The first known case of a cat testing positive for the coronavirus has been reported in Belgium.
A domestic cat in Belgium has been infected with COVID-19, the disease caused by the new coronavirus that's spreading across the globe, the government's FPS Public Health, Food Chain Safety and Environment announced March 27, according to news reports.
The sick pet in Liège tested positive after showing classic symptoms of COVID-19 – including difficulty breathing – a week after its owner first fell sick, health officials told a press conference, the Brussels Times reports.
While it is the first known infection of a cat, two dogs in Hong Kong have previously tested positive – with the first, a 17-year-old Pomeranian, dying after returning home from quarantine.
“The cat had diarrhea, kept vomiting and had breathing difficulties. The researchers found the virus in the cat’s feces,” professor Steven Van Gucht said Friday, according to the outlet.
Reports of the passage of the coronavirus between humans, dogs and cats has been extremely rare.

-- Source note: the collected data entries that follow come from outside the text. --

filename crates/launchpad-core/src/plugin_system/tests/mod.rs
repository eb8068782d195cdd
mod support;
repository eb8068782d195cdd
//! # Launchpad Plugin System
//!
//! Finds plugin artifacts under a game directory and hands them to the
//! language loaders that understand them. Nothing here runs plugin code: the
//! result of a run is one [`PluginContainer`] per accepted artifact.
//!
//! ## Key Submodules and Responsibilities:
//!
//! - **[`resource`]**: [`PluginResource`], a directory or archive plus its
//!   optional manifest.
//! - **[`manifest`]**: Parser for `META-INF/MANIFEST.MF` style attribute files.
//! - **[`extractor`]**: [`MetadataExtractor`] reads the manifest out of a resource.
//! - **[`scanner`]**: [`ResourceScanner`] enumerates resources and groups them
//!   by affinity key.
//! - **[`traits`]**: The [`LanguageLoader`] and [`PluginContainer`] contracts.
//! - **[`registry`]**: The [`LoaderCatalog`] registration table and the
//!   [`LoaderRegistry`] that owns live loaders.
//! - **[`loader`]**: [`PluginLoader`], the phase-checked orchestrator.
//! - **[`service`]**: [`DiscovererService`], the host runtime adapter.
//! - **[`environment`]**: Read-only [`Environment`] shared with loaders.
//! - **[`version`]**: API version helpers used by loaders for compatibility checks.
//! - **[`error`]**: [`PluginSystemError`].
pub mod environment;
pub mod error;
pub mod extractor;
pub mod loader;
pub mod manifest;
pub mod registry;
pub mod resource;
pub mod scanner;
pub mod service;
pub mod traits;
pub mod version;

pub use environment::Environment;
pub use error::PluginSystemError;
pub use extractor::MetadataExtractor;
pub use loader::{LoaderState, PluginLoader};
pub use manifest::Manifest;
pub use registry::{LoaderCatalog, LoaderRegistry, LoaderStatus, ServicesManifest};
pub use resource::{PluginResource, ResourceKind, ResourceMetadata};
pub use scanner::{ResourceMap, ResourceScanner};
pub use service::{DiscovererService, LaunchResource};
pub use traits::{LanguageLoader, LoadedPlugin, PluginCandidate, PluginContainer};
pub use version::{ApiVersion, VersionRange};

#[cfg(test)]
mod tests;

While two dogs were reported to have contracted the coronavirus in Hong Kong, the Centers for Disease Control and Prevention says no evidence has been found that pets can spread the virus.
“At this time, there is no evidence that companion animals, including pets, can spread COVID-19 or that they might be a source of infection in the United States,” according to the CDC. “CDC has not received any reports of pets or other animals becoming sick with COVID-19. Further studies are needed to understand if and how different animals could be affected by COVID-19.”

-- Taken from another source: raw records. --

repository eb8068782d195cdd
//! # Language Loader Registry
//!
//! Loaders are made known through a [`LoaderCatalog`]: a registration table of
//! factory functions assembled by the host at build time (the `launchpad`
//! binary registers the bundled loaders in `main.rs`). A plain-text
//! [`ServicesManifest`] can narrow and reorder that table at startup without a
//! rebuild.
//!
//! [`LoaderRegistry::discover_services`] instantiates every catalog entry in
//! order. Names are unique and the **first registration wins**: later entries
//! with a name that is already taken are logged and dropped.
use std::collections::HashSet;
use std::fmt;
use std::panic::{self, AssertUnwindSafe};
use std::path::Path;
use std::sync::Arc;

use log::{error, info, warn};

use crate::plugin_system::environment::Environment;
use crate::plugin_system::error::{panic_message, PluginSystemError};
use crate::plugin_system::traits::LanguageLoader;

/// Builds a fresh loader instance.
pub type LoaderFactory = Arc<dyn Fn() -> Box<dyn LanguageLoader> + Send + Sync>;

/// One row of the registration table.
#[derive(Clone)]
pub struct LoaderEntry {
    pub name: String,
    pub factory: LoaderFactory,
}

impl fmt::Debug for LoaderEntry {
    fn fmt(&self, f: &mut fmt::Formatter<'_>) -> fmt::Result {
        f.debug_struct("LoaderEntry")
            .field("name", &self.name)
            .finish_non_exhaustive()
    }
}

/// Ordered registration table of loader factories.
#[derive(Debug, Clone, Default)]
pub struct LoaderCatalog {
    entries: Vec<LoaderEntry>,
}

impl LoaderCatalog {
    pub fn new() -> Self {
        Self::default()
    }

    /// Append a factory under `name`.
    pub fn register<F>(&mut self, name: impl Into<String>, factory: F) -> &mut Self
    where
        F: Fn() -> Box<dyn LanguageLoader> + Send + Sync + 'static,
    {
        self.entries.push(LoaderEntry {
            name: name.into(),
            factory: Arc::new(factory),
        });
        self
    }

    /// Builder-style [`register`](Self::register).
    pub fn with<F>(mut self, name: impl Into<String>, factory: F) -> Self
    where
        F: Fn() -> Box<dyn LanguageLoader> + Send + Sync + 'static,
    {
        self.register(name, factory);
        self
    }

    pub fn entries(&self) -> &[LoaderEntry] {
        &self.entries
    }

    pub fn names(&self) -> Vec<&str> {
        self.entries.iter().map(|e| e.name.as_str()).collect()
    }

    pub fn len(&self) -> usize {
        self.entries.len()
    }

    pub fn is_empty(&self) -> bool {
        self.entries.is_empty()
    }

    /// Catalog containing only the entries listed in `manifest`, in manifest order.
    /// Listed names with no matching entry are logged.
    pub fn restrict_to(&self, manifest: &ServicesManifest) -> LoaderCatalog {
        let mut entries = Vec::new();
        for name in manifest.names() {
            match self.entries.iter().find(|e| e.name == *name) {
                Some(entry) => entries.push(entry.clone()),
                None => warn!("Services manifest lists unknown language loader '{}'", name),
            }
        }
        LoaderCatalog { entries }
    }
}

/// Declarative list of loader names, one per line. `#` starts a comment.
#[derive(Debug, Clone, Default, PartialEq, Eq)]
pub struct ServicesManifest {
    names: Vec<String>,
}

impl ServicesManifest {
    pub fn parse(text: &str) -> Self {
        let mut seen = HashSet::new();
        let mut names = Vec::new();
        for line in text.lines() {
            let entry = line.split('#').next().unwrap_or_default().trim();
            if entry.is_empty() {
                continue;
            }
            if seen.insert(entry.to_string()) {
                names.push(entry.to_string());
            }
        }
        Self { names }
    }

    pub fn load(path: &Path) -> Result<Self, PluginSystemError> {
        let text = std::fs::read_to_string(path)
            .map_err(|e| PluginSystemError::io(e, "read_services_manifest", path.to_path_buf()))?;
        Ok(Self::parse(&text))
    }

    pub fn names(&self) -> &[String] {
        &self.names
    }
}

/// Lifecycle of a registered loader.
#[derive(Debug, Clone, Copy, PartialEq, Eq)]
pub enum LoaderStatus {
    /// Discovered, `initialize` not yet called
    Pending,
    Ready,
    /// `initialize` failed; excluded from claiming and container creation
    Failed,
}

impl fmt::Display for LoaderStatus {
    fn fmt(&self, f: &mut fmt::Formatter<'_>) -> fmt::Result {
        match self {
            LoaderStatus::Pending => write!(f, "pending"),
            LoaderStatus::Ready => write!(f, "ready"),
            LoaderStatus::Failed => write!(f, "failed"),
        }
    }
}

struct RegisteredLoader {
    name: String,
    loader: Box<dyn LanguageLoader>,
    status: LoaderStatus,
}

/// Owns the discovered language loaders, in discovery order.
#[derive(Default)]
pub struct LoaderRegistry {
    loaders: Vec<RegisteredLoader>,
}

impl LoaderRegistry {
    pub fn new() -> Self {
        Self::default()
    }

    /// Instantiate every catalog entry, replacing the current content.
    /// Returns the number of loaders registered.
    pub fn discover_services(&mut self, catalog: &LoaderCatalog) -> usize {
        self.loaders.clear();
        for entry in catalog.entries() {
            let loader = (entry.factory)();
            let name = loader.name().to_string();
            if name != entry.name {
                warn!(
                    "Language loader registered as '{}' reports the name '{}'; using '{}'",
                    entry.name, name, name
                );
            }
            if self.contains(&name) {
                warn!("Duplicate language loader '{}' ignored; the first registration wins", name);
                continue;
            }
            self.loaders.push(RegisteredLoader {
                name,
                loader,
                status: LoaderStatus::Pending,
            });
        }
        self.loaders.len()
    }

    /// Initialize every pending loader once, in discovery order.
    ///
    /// Failing or panicking loaders are marked [`LoaderStatus::Failed`] and
    /// their errors returned; the others are unaffected.
    pub fn initialize_all(&mut self, environment: &Environment) -> Vec<PluginSystemError> {
        let mut failures = Vec::new();
        for entry in self.loaders.iter_mut().filter(|e| e.status == LoaderStatus::Pending) {
            let loader = &mut entry.loader;
            let outcome = panic::catch_unwind(AssertUnwindSafe(|| loader.initialize(environment)))
                .unwrap_or_else(|payload| {
                    Err(PluginSystemError::LoaderInitialization {
                        loader: entry.name.clone(),
                        message: format!("panic: {}", panic_message(payload.as_ref())),
                    })
                });
            match outcome {
                Ok(()) => {
                    info!("Language loader '{}' initialized", entry.name);
                    entry.status = LoaderStatus::Ready;
                }
                Err(e) => {
                    let failure = match e {
                        e @ PluginSystemError::LoaderInitialization { .. } => e,
                        other => PluginSystemError::LoaderInitialization {
                            loader: entry.name.clone(),
                            message: other.to_string(),
                        },
                    };
                    error!("{}; loader excluded", failure);
                    entry.status = LoaderStatus::Failed;
                    failures.push(failure);
                }
            }
        }
        failures
    }

    pub fn contains(&self, name: &str) -> bool {
        self.loaders.iter().any(|e| e.name == name)
    }

    pub fn get(&self, name: &str) -> Option<&dyn LanguageLoader> {
        self.loaders
            .iter()
            .find(|e| e.name == name)
            .map(|e| e.loader.as_ref())
    }

    pub fn status(&self, name: &str) -> Option<LoaderStatus> {
        self.loaders.iter().find(|e| e.name == name).map(|e| e.status)
    }

    /// Loader names in discovery order
    pub fn names(&self) -> Vec<&str> {
        self.loaders.iter().map(|e| e.name.as_str()).collect()
    }

    /// Names and statuses in discovery order
    pub fn iter(&self) -> impl Iterator<Item = (&str, LoaderStatus)> {
        self.loaders.iter().map(|e| (e.name.as_str(), e.status))
    }

    /// Initialized loaders in discovery order
    pub fn active(&self) -> impl Iterator<Item = &dyn LanguageLoader> {
        self.loaders
            .iter()
            .filter(|e| e.status == LoaderStatus::Ready)
            .map(|e| e.loader.as_ref())
    }

    pub fn len(&self) -> usize {
        self.loaders.len()
    }

    pub fn is_empty(&self) -> bool {
        self.loaders.is_empty()
    }
}

impl fmt::Debug for LoaderRegistry {
    fn fmt(&self, f: &mut fmt::Formatter<'_>) -> fmt::Result {
        f.debug_map().entries(self.iter()).finish()
    }
}
//! # Resource Manifests
//!
//! Parsing for the key/value descriptor block embedded in plugin artifacts at
//! [`MANIFEST_PATH`]. The syntax is the JAR manifest one:
//!
//! ```text
//! Manifest-Version: 1.0
//! Plugin-Loader: manifest
//! Plugin-Id: example
//!
//! Name: assets/
//! Content-Type: text/plain
//! ```
//!
//! Lines starting with a single space continue the previous value, a blank line
//! closes a section, and every section after the first must begin with a
//! `Name` attribute. Attribute names compare case-insensitively.
use std::collections::BTreeMap;
use std::fmt;

/// Location of the manifest inside a directory or archive resource.
pub const MANIFEST_PATH: &str = "META-INF/MANIFEST.MF";

/// Well-known attribute names.
pub mod attributes {
    /// Names the language loader that should handle the artifact.
    pub const PLUGIN_LOADER: &str = "Plugin-Loader";
    pub const PLUGIN_ID: &str = "Plugin-Id";
    pub const PLUGIN_NAME: &str = "Plugin-Name";
    pub const PLUGIN_VERSION: &str = "Plugin-Version";
    pub const PLUGIN_ENTRY: &str = "Plugin-Entry";
    /// Semver requirement on the loader API version.
    pub const PLUGIN_API: &str = "Plugin-Api";
    /// Mixin configuration list; artifacts carrying it are handed to the host as launch resources.
    pub const MIXIN_CONFIGS: &str = "MixinConfigs";
    pub const SECTION_NAME: &str = "Name";
}

#[derive(Debug, Clone, PartialEq, Eq, thiserror::Error)]
pub enum ManifestParseError {
    #[error("manifest is not valid UTF-8")]
    InvalidUtf8,
    #[error("line {line}: {message}")]
    InvalidLine { line: usize, message: String },
}

/// An ordered set of attributes with case-insensitive names.
#[derive(Debug, Clone, Default, PartialEq, Eq)]
pub struct Attributes {
    entries: Vec<(String, String)>,
}

impl Attributes {
    pub fn new() -> Self {
        Self::default()
    }

    /// Look up an attribute value by name, ignoring ASCII case.
    pub fn get(&self, name: &str) -> Option<&str> {
        self.position(name).map(|idx| self.entries[idx].1.as_str())
    }

    /// Insert or replace an attribute, returning the previous value.
    pub fn insert(&mut self, name: impl Into<String>, value: impl Into<String>) -> Option<String> {
        let name = name.into();
        let value = value.into();
        match self.position(&name) {
            Some(idx) => Some(std::mem::replace(&mut self.entries[idx].1, value)),
            None => {
                self.entries.push((name, value));
                None
            }
        }
    }

    pub fn contains(&self, name: &str) -> bool {
        self.position(name).is_some()
    }

    pub fn len(&self) -> usize {
        self.entries.len()
    }

    pub fn is_empty(&self) -> bool {
        self.entries.is_empty()
    }

    /// Attributes in the order they were first inserted.
    pub fn iter(&self) -> impl Iterator<Item = (&str, &str)> {
        self.entries.iter().map(|(k, v)| (k.as_str(), v.as_str()))
    }

    fn position(&self, name: &str) -> Option<usize> {
        self.entries.iter().position(|(k, _)| k.eq_ignore_ascii_case(name))
    }

    fn append_to(&mut self, name: &str, continuation: &str) {
        if let Some(idx) = self.position(name) {
            self.entries[idx].1.push_str(continuation);
        }
    }
}

/// A parsed manifest: the main section plus any named sections.
#[derive(Debug, Clone, Default, PartialEq, Eq)]
pub struct Manifest {
    main: Attributes,
    sections: BTreeMap<String, Attributes>,
}

impl Manifest {
    /// Create an empty manifest
    pub fn new() -> Self {
        Self::default()
    }

    /// Parse a manifest from raw bytes (must be UTF-8).
    pub fn from_bytes(bytes: &[u8]) -> Result<Self, ManifestParseError> {
        let text = std::str::from_utf8(bytes).map_err(|_| ManifestParseError::InvalidUtf8)?;
        Self::parse(text)
    }

    /// Parse manifest text.
    pub fn parse(text: &str) -> Result<Self, ManifestParseError> {
        let text = text.strip_prefix('\u{feff}').unwrap_or(text);
        let mut manifest = Manifest::new();

        let mut in_main = true;
        let mut current = Attributes::new();
        let mut last_key: Option<String> = None;

        for (idx, raw_line) in text.split('\n').enumerate() {
            let line_no = idx + 1;
            let line = raw_line.strip_suffix('\r').unwrap_or(raw_line);

            if line.is_empty() {
                if !current.is_empty() {
                    manifest.close_section(std::mem::take(&mut current), in_main, line_no)?;
                    in_main = false;
                }
                last_key = None;
                continue;
            }

            if let Some(continuation) = line.strip_prefix(' ') {
                let Some(key) = last_key.as_deref() else {
                    return Err(ManifestParseError::InvalidLine {
                        line: line_no,
                        message: "continuation line without a preceding attribute".to_string(),
                    });
                };
                current.append_to(key, continuation);
                continue;
            }

            let (key, value) = split_attribute(line).ok_or_else(|| ManifestParseError::InvalidLine {
                line: line_no,
                message: format!("expected 'Name: value', found '{}'", line),
            })?;

            if !in_main && current.is_empty() && !key.eq_ignore_ascii_case(attributes::SECTION_NAME) {
                return Err(ManifestParseError::InvalidLine {
                    line: line_no,
                    message: format!("section must start with a '{}' attribute", attributes::SECTION_NAME),
                });
            }

            current.insert(key, value);
            last_key = Some(key.to_string());
        }

        if !current.is_empty() {
            manifest.close_section(current, in_main, text.lines().count())?;
        }

        Ok(manifest)
    }

    fn close_section(&mut self, section: Attributes, is_main: bool, line: usize) -> Result<(), ManifestParseError> {
        if is_main {
            self.main = section;
            return Ok(());
        }
        let name = section
            .get(attributes::SECTION_NAME)
            .map(str::trim)
            .filter(|name| !name.is_empty())
            .ok_or_else(|| ManifestParseError::InvalidLine {
                line,
                message: "section has an empty name".to_string(),
            })?
            .to_string();
        self.sections.insert(name, section);
        Ok(())
    }

    /// Attributes of the main section
    pub fn main_attributes(&self) -> &Attributes {
        &self.main
    }

    /// Shorthand for a trimmed, non-empty main-section attribute.
    pub fn attribute(&self, name: &str) -> Option<&str> {
        self.main.get(name).map(str::trim).filter(|v| !v.is_empty())
    }

    /// A named section, if present.
    pub fn section(&self, name: &str) -> Option<&Attributes> {
        self.sections.get(name)
    }

    /// Named sections ordered by name.
    pub fn sections(&self) -> impl Iterator<Item = (&str, &Attributes)> {
        self.sections.iter().map(|(k, v)| (k.as_str(), v))
    }

    /// The loader name declared by [`attributes::PLUGIN_LOADER`].
    pub fn plugin_loader(&self) -> Option<&str> {
        self.attribute(attributes::PLUGIN_LOADER)
    }

    /// Set a main-section attribute
    pub fn set_attribute(&mut self, name: &str, value: &str) -> &mut Self {
        self.main.insert(name, value);
        self
    }

    /// Add or replace a named section; the `Name` attribute is filled in.
    pub fn add_section(&mut self, name: &str, mut section: Attributes) -> &mut Self {
        let mut named = Attributes::new();
        named.insert(attributes::SECTION_NAME, name);
        for (k, v) in section.entries.drain(..) {
            if !k.eq_ignore_ascii_case(attributes::SECTION_NAME) {
                named.insert(k, v);
            }
        }
        self.sections.insert(name.to_string(), named);
        self
    }
}

/// Writes the manifest back out in its textual form. Long values are not wrapped.
impl fmt::Display for Manifest {
    fn fmt(&self, f: &mut fmt::Formatter<'_>) -> fmt::Result {
        for (k, v) in self.main.iter() {
            writeln!(f, "{}: {}", k, v)?;
        }
        for section in self.sections.values() {
            writeln!(f)?;
            for (k, v) in section.iter() {
                writeln!(f, "{}: {}", k, v)?;
            }
        }
        Ok(())
    }
}

fn split_attribute(line: &str) -> Option<(&str, &str)> {
    let (key, value) = match line.split_once(": ") {
        Some(pair) => pair,
        None => (line.strip_suffix(':')?, ""),
    };
    let valid_key = !key.is_empty()
        && key.chars().all(|c| c.is_ascii_alphanumeric() || c == '-' || c == '_');
    valid_key.then_some((key, value))
}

Other experts say the same thing.
“There is no evidence at this time that dogs or cats can become ill due to the novel coronavirus,” said Gary Richter, a veterinarian on Rover’s Dog People Panel and author of The Ultimate Pet Health Guide. “There have been cases of dogs testing weak positive when they have been living with an infected person, but it is not suspected these animals can pass the virus to humans.”
During the outbreak of another coronavirus, severe acute respiratory syndrome (SARS), dogs and cats contracted low levels of that virus, animal health expert Vanessa Barrs from City University told the South China Morning Post.

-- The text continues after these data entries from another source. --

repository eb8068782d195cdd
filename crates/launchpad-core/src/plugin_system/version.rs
use std::fmt;
use std::str::FromStr;
use semver::{Version, VersionReq};

/// Error type for version parsing
#[derive(Debug, Clone, PartialEq, Eq, thiserror::Error)]
pub enum VersionError {
    #[error("Invalid version format")]
    InvalidFormat,
    #[error("Version parse error: {0}")]
    ParseError(String),
}

/// Represents a semantic version for the loader API
#[derive(Debug, Clone, PartialEq, Eq, PartialOrd, Ord)]
pub struct ApiVersion {
    pub major: u32,
    pub minor: u32,
    pub patch: u32,
}

impl ApiVersion {
    /// Creates a new API version
    pub fn new(major: u32, minor: u32, patch: u32) -> Self {
        Self { major, minor, patch }
    }

    /// The same version as a `semver::Version`, for range checks.
    pub fn to_semver(&self) -> Version {
        Version::new(u64::from(self.major), u64::from(self.minor), u64::from(self.patch))
    }
}

impl FromStr for ApiVersion {
    type Err = VersionError;

    /// Parses a version string like "1.2.3"
    fn from_str(version: &str) -> Result<Self, Self::Err> {
        let parts: Vec<&str> = version.trim().split('.').collect();
        let &[major, minor, patch] = parts.as_slice() else {
            return Err(VersionError::InvalidFormat);
        };

        let parse_part = |part: &str| -> Result<u32, VersionError> {
            part.parse::<u32>().map_err(|e| VersionError::ParseError(e.to_string()))
        };

        Ok(Self::new(parse_part(major)?, parse_part(minor)?, parse_part(patch)?))
    }
}

impl fmt::Display for ApiVersion {
    fn fmt(&self, f: &mut fmt::Formatter<'_>) -> fmt::Result {
        write!(f, "{}.{}.{}", self.major, self.minor, self.patch)
    }
}

/// Represents a version requirement range using semver constraints.
#[derive(Debug, Clone)]
pub struct VersionRange {
    /// The original constraint string (e.g., "^1.2.3", ">=2.0")
    constraint: String,
    /// The parsed semver requirement
    req: VersionReq,
}

impl VersionRange {
    /// Creates a new version range from a constraint string.
    pub fn from_constraint(constraint: &str) -> Result<Self, VersionError> {
        let req = VersionReq::parse(constraint)
            .map_err(|e| VersionError::ParseError(format!("Invalid version constraint '{}': {}", constraint, e)))?;
        Ok(Self {
            constraint: constraint.to_string(),
            req,
        })
    }

    /// Checks if a specific `semver::Version` satisfies this range.
    pub fn includes(&self, version: &Version) -> bool {
        self.req.matches(version)
    }

    /// Checks an [`ApiVersion`] against this range.
    pub fn includes_api(&self, version: &ApiVersion) -> bool {
        self.includes(&version.to_semver())
    }

    /// Returns the original constraint string.
    pub fn constraint_string(&self) -> &str {
        &self.constraint
    }
}

/// Implement Display to show the original constraint string.
impl fmt::Display for VersionRange {
    fn fmt(&self, f: &mut fmt::Formatter<'_>) -> fmt::Result {
        write!(f, "{}", self.constraint)
    }
}

/// Allow parsing directly from a string slice.
impl FromStr for VersionRange {
    type Err = VersionError;

    fn from_str(s: &str) -> Result<Self, Self::Err> {
        VersionRange::from_constraint(s)
    }
}
//! # Launchpad Plugin System Errors
//!
//! Defines error types specific to the Launchpad plugin system.
//!
//! [`PluginSystemError`] is the primary enum for everything that can go wrong
//! while discovering resources, reading their manifests, initializing
//! language loaders and building plugin containers. Only [`NotFound`],
//! [`InvalidState`] and root-level [`Io`] failures abort a pipeline call;
//! the other variants are logged per resource or per loader and the run
//! continues with whatever is left.
//!
//! [`NotFound`]: PluginSystemError::NotFound
//! [`InvalidState`]: PluginSystemError::InvalidState
//! [`Io`]: PluginSystemError::Io
// crates/launchpad-core/src/plugin_system/error.rs
use std::any::Any;
use std::path::PathBuf;

use crate::plugin_system::loader::LoaderState;
use crate::plugin_system::version::VersionError;

#[derive(Debug, thiserror::Error)]
pub enum PluginSystemError {
    #[error("Plugin root not found: {}", .path.display())]
    NotFound { path: PathBuf },

    #[error("Malformed resource '{}': {message}", .path.display())]
    MalformedResource { path: PathBuf, message: String },

    #[error("Language loader '{loader}' failed to initialize: {message}")]
    LoaderInitialization { loader: String, message: String },

    #[error("Language loader '{loader}' could not create a container for '{}': {message}", .resource.display())]
    ContainerCreation {
        loader: String,
        resource: PathBuf,
        message: String,
    },

    #[error("Cannot {operation} in state {actual}; expected {expected}")]
    InvalidState {
        operation: &'static str,
        expected: LoaderState,
        actual: LoaderState,
    },

    #[error("I/O error during operation '{operation}' on path '{}': {source}", .path.display())]
    Io {
        path: PathBuf,
        operation: String,
        #[source]
        source: std::io::Error,
    },

    #[error("Version parsing error: {0}")]
    VersionParsing(#[from] VersionError),
}

// Helper for creating Io errors, ensuring path is always included.
impl PluginSystemError {
    pub fn io(source: std::io::Error, operation: impl Into<String>, path: PathBuf) -> Self {
        PluginSystemError::Io {
            source,
            operation: operation.into(),
            path,
        }
    }

    /// Whether the error only concerns a single resource or loader, i.e. the
    /// pipeline logs it and keeps going.
    pub fn is_recoverable(&self) -> bool {
        matches!(
            self,
            PluginSystemError::MalformedResource { .. }
                | PluginSystemError::LoaderInitialization { .. }
                | PluginSystemError::ContainerCreation { .. }
        )
    }
}

/// Text carried by a caught panic payload.
pub(crate) fn panic_message(payload: &(dyn Any + Send)) -> String {
    if let Some(message) = payload.downcast_ref::<&'static str>() {
        (*message).to_string()
    } else if let Some(message) = payload.downcast_ref::<String>() {
        message.clone()
    } else {
        "unknown panic payload".to_string()
    }
}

There have been no reports of pets passing the virus to their human owners, and Van Gucht stressed that even human-to-pet transmission is not a significant path of viral spread.
"We think the cat is a side victim of the ongoing epidemic in humans and does not play a significant role in the propagation of the virus," he said.
To prove definitively that the cat was infected with SARS-CoV-2, scientists will need a blood test to look for antibodies specific to this virus, Van Gucht said. Those tests will happen once the cat is no longer under quarantine.